Brief
Could you reproduce all of the records exactly?

Listed entries
[Start of section]

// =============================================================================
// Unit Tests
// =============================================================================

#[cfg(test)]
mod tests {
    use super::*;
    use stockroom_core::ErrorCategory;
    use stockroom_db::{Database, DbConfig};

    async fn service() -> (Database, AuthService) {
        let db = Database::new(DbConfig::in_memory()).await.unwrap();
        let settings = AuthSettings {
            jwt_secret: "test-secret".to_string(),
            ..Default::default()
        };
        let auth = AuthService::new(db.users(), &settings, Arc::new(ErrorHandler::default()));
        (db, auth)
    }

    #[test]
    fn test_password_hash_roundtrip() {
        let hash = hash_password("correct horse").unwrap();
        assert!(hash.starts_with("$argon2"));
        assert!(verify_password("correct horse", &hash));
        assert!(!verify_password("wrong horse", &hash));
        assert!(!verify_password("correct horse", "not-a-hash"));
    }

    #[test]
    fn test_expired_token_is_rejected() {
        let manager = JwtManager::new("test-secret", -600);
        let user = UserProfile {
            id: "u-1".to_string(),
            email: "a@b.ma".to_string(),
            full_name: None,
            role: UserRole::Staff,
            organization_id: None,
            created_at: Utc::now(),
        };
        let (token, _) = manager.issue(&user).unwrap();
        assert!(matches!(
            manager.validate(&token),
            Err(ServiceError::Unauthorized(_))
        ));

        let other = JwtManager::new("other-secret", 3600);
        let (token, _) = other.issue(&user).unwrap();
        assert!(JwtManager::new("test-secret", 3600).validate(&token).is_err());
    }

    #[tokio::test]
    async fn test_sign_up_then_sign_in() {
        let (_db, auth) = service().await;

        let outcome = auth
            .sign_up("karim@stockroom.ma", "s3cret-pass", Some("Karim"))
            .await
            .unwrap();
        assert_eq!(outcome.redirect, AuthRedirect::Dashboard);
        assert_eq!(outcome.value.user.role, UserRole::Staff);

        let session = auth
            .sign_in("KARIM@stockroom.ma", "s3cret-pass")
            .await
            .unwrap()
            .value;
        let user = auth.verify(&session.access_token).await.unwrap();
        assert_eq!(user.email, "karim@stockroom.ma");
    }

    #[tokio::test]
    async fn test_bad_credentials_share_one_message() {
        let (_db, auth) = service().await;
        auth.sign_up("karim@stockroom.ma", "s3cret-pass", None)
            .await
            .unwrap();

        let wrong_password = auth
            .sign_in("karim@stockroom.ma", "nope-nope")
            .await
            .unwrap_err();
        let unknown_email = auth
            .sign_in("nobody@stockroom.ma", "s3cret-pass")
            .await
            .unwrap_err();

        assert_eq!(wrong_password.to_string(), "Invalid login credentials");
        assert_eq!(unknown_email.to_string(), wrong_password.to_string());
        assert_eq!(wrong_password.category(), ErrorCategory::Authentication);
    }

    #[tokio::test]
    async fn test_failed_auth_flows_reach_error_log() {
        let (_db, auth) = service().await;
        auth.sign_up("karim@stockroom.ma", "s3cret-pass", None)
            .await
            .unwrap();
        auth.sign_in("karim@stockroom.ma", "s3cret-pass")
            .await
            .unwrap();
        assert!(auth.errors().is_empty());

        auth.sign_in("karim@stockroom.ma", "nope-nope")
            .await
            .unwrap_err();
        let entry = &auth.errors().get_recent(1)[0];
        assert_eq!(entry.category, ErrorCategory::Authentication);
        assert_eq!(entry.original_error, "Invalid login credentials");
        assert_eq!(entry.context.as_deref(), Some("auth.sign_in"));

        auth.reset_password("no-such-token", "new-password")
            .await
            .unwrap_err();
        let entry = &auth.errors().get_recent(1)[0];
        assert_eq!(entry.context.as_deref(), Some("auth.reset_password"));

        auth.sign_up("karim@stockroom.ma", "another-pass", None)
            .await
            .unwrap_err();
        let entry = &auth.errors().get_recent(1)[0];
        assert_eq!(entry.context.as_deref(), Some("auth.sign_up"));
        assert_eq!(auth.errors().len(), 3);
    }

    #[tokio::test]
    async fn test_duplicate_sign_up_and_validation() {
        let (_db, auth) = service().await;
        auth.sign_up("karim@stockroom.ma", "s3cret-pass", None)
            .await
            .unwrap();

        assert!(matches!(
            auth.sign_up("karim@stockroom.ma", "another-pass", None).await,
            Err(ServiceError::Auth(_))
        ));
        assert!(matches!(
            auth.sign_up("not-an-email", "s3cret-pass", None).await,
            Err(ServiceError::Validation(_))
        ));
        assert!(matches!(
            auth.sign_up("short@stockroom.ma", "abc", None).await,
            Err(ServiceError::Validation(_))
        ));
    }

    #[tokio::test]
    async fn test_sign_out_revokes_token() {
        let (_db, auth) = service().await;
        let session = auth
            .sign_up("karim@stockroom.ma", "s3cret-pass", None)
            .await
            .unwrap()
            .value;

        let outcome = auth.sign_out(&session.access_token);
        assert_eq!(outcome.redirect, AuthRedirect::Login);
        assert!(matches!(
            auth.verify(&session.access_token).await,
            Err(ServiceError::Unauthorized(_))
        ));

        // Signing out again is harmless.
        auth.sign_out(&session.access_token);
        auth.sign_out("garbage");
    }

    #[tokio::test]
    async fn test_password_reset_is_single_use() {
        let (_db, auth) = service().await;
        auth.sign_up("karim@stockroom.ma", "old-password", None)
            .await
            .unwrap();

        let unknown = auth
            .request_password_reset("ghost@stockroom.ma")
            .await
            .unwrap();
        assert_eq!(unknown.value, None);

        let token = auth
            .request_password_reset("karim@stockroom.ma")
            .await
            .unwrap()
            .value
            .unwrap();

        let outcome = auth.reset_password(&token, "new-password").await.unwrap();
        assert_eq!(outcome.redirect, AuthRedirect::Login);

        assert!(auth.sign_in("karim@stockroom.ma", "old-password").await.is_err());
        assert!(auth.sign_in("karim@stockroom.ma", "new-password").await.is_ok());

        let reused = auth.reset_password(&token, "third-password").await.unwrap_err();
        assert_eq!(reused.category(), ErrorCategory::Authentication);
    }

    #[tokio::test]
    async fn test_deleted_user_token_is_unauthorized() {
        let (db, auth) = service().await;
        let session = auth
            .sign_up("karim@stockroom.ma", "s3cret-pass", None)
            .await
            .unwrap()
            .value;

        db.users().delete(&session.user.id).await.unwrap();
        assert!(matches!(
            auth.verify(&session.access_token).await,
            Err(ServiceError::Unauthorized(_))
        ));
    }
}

[End of section]

Response area
// =============================================================================
// Unit Tests
// =============================================================================

#[cfg(test)]
mod tests {
    use super::*;
    use stockroom_core::ErrorCategory;
    use stockroom_db::{Database, DbConfig};

    async fn service() -> (Database, AuthService) {
        let db = Database::new(DbConfig::in_memory()).await.unwrap();
        let settings = AuthSettings {
            jwt_secret: "test-secret".to_string(),
            ..Default::default()
        };
        let auth = AuthService::new(db.users(), &settings, Arc::new(ErrorHandler::default()));
        (db, auth)
    }

    #[test]
    fn test_password_hash_roundtrip() {
        let hash = hash_password("correct horse").unwrap();
        assert!(hash.starts_with("$argon2"));
        assert!(verify_password("correct horse", &hash));
        assert!(!verify_password("wrong horse", &hash));
        assert!(!verify_password("correct horse", "not-a-hash"));
    }

    #[test]
    fn test_expired_token_is_rejected() {
        let manager = JwtManager::new("test-secret", -600);
        let user = UserProfile {
            id: "u-1".to_string(),
            email: "a@b.ma".to_string(),
            full_name: None,
            role: UserRole::Staff,
            organization_id: None,
            created_at: Utc::now(),
        };
        let (token, _) = manager.issue(&user).unwrap();
        assert!(matches!(
            manager.validate(&token),
            Err(ServiceError::Unauthorized(_))
        ));

        let other = JwtManager::new("other-secret", 3600);
        let (token, _) = other.issue(&user).unwrap();
        assert!(JwtManager::new("test-secret", 3600).validate(&token).is_err());
    }

    #[tokio::test]
    async fn test_sign_up_then_sign_in() {
        let (_db, auth) = service().await;

        let outcome = auth
            .sign_up("karim@stockroom.ma", "s3cret-pass", Some("Karim"))
            .await
            .unwrap();
        assert_eq!(outcome.redirect, AuthRedirect::Dashboard);
        assert_eq!(outcome.value.user.role, UserRole::Staff);

        let session = auth
            .sign_in("KARIM@stockroom.ma", "s3cret-pass")
            .await
            .unwrap()
            .value;
        let user = auth.verify(&session.access_token).await.unwrap();
        assert_eq!(user.email, "karim@stockroom.ma");
    }

    #[tokio::test]
    async fn test_bad_credentials_share_one_message() {
        let (_db, auth) = service().await;
        auth.sign_up("karim@stockroom.ma", "s3cret-pass", None)
            .await
            .unwrap();

        let wrong_password = auth
            .sign_in("karim@stockroom.ma", "nope-nope")
            .await
            .unwrap_err();
        let unknown_email = auth
            .sign_in("nobody@stockroom.ma", "s3cret-pass")
            .await
            .unwrap_err();

        assert_eq!(wrong_password.to_string(), "Invalid login credentials");
        assert_eq!(unknown_email.to_string(), wrong_password.to_string());
        assert_eq!(wrong_password.category(), ErrorCategory::Authentication);
    }

    #[tokio::test]
    async fn test_failed_auth_flows_reach_error_log() {
        let (_db, auth) = service().await;
        auth.sign_up("karim@stockroom.ma", "s3cret-pass", None)
            .await
            .unwrap();
        auth.sign_in("karim@stockroom.ma", "s3cret-pass")
            .await
            .unwrap();
        assert!(auth.errors().is_empty());

        auth.sign_in("karim@stockroom.ma", "nope-nope")
            .await
            .unwrap_err();
        let entry = &auth.errors().get_recent(1)[0];
        assert_eq!(entry.category, ErrorCategory::Authentication);
        assert_eq!(entry.original_error, "Invalid login credentials");
        assert_eq!(entry.context.as_deref(), Some("auth.sign_in"));

        auth.reset_password("no-such-token", "new-password")
            .await
            .unwrap_err();
        let entry = &auth.errors().get_recent(1)[0];
        assert_eq!(entry.context.as_deref(), Some("auth.reset_password"));

        auth.sign_up("karim@stockroom.ma", "another-pass", None)
            .await
            .unwrap_err();
        let entry = &auth.errors().get_recent(1)[0];
        assert_eq!(entry.context.as_deref(), Some("auth.sign_up"));
        assert_eq!(auth.errors().len(), 3);
    }

    #[tokio::test]
    async fn test_duplicate_sign_up_and_validation() {
        let (_db, auth) = service().await;
        auth.sign_up("karim@stockroom.ma", "s3cret-pass", None)
            .await
            .unwrap();

        assert!(matches!(
            auth.sign_up("karim@stockroom.ma", "another-pass", None).await,
            Err(ServiceError::Auth(_))
        ));
        assert!(matches!(
            auth.sign_up("not-an-email", "s3cret-pass", None).await,
            Err(ServiceError::Validation(_))
        ));
        assert!(matches!(
            auth.sign_up("short@stockroom.ma", "abc", None).await,
            Err(ServiceError::Validation(_))
        ));
    }

    #[tokio::test]
    async fn test_sign_out_revokes_token() {
        let (_db, auth) = service().await;
        let session = auth
            .sign_up("karim@stockroom.ma", "s3cret-pass", None)
            .await
            .unwrap()
            .value;

        let outcome = auth.sign_out(&session.access_token);
        assert_eq!(outcome.redirect, AuthRedirect::Login);
        assert!(matches!(
            auth.verify(&session.access_token).await,
            Err(ServiceError::Unauthorized(_))
        ));

        // Signing out again is harmless.
        auth.sign_out(&session.access_token);
        auth.sign_out("garbage");
    }

    #[tokio::test]
    async fn test_password_reset_is_single_use() {
        let (_db, auth) = service().await;
        auth.sign_up("karim@stockroom.ma", "old-password", None)
            .await
            .unwrap();

        let unknown = auth
            .request_password_reset("ghost@stockroom.ma")
            .await
            .unwrap();
        assert_eq!(unknown.value, None);

        let token = auth
            .request_password_reset("karim@stockroom.ma")
            .await
            .unwrap()
            .value
            .unwrap();

        let outcome = auth.reset_password(&token, "new-password").await.unwrap();
        assert_eq!(outcome.redirect, AuthRedirect::Login);

        assert!(auth.sign_in("karim@stockroom.ma", "old-password").await.is_err());
        assert!(auth.sign_in("karim@stockroom.ma", "new-password").await.is_ok());

        let reused = auth.reset_password(&token, "third-password").await.unwrap_err();
        assert_eq!(reused.category(), ErrorCategory::Authentication);
    }

    #[tokio::test]
    async fn test_deleted_user_token_is_unauthorized() {
        let (db, auth) = service().await;
        let session = auth
            .sign_up("karim@stockroom.ma", "s3cret-pass", None)
            .await
            .unwrap()
            .value;

        db.users().delete(&session.user.id).await.unwrap();
        assert!(matches!(
            auth.verify(&session.access_token).await,
            Err(ServiceError::Unauthorized(_))
        ));
    }
}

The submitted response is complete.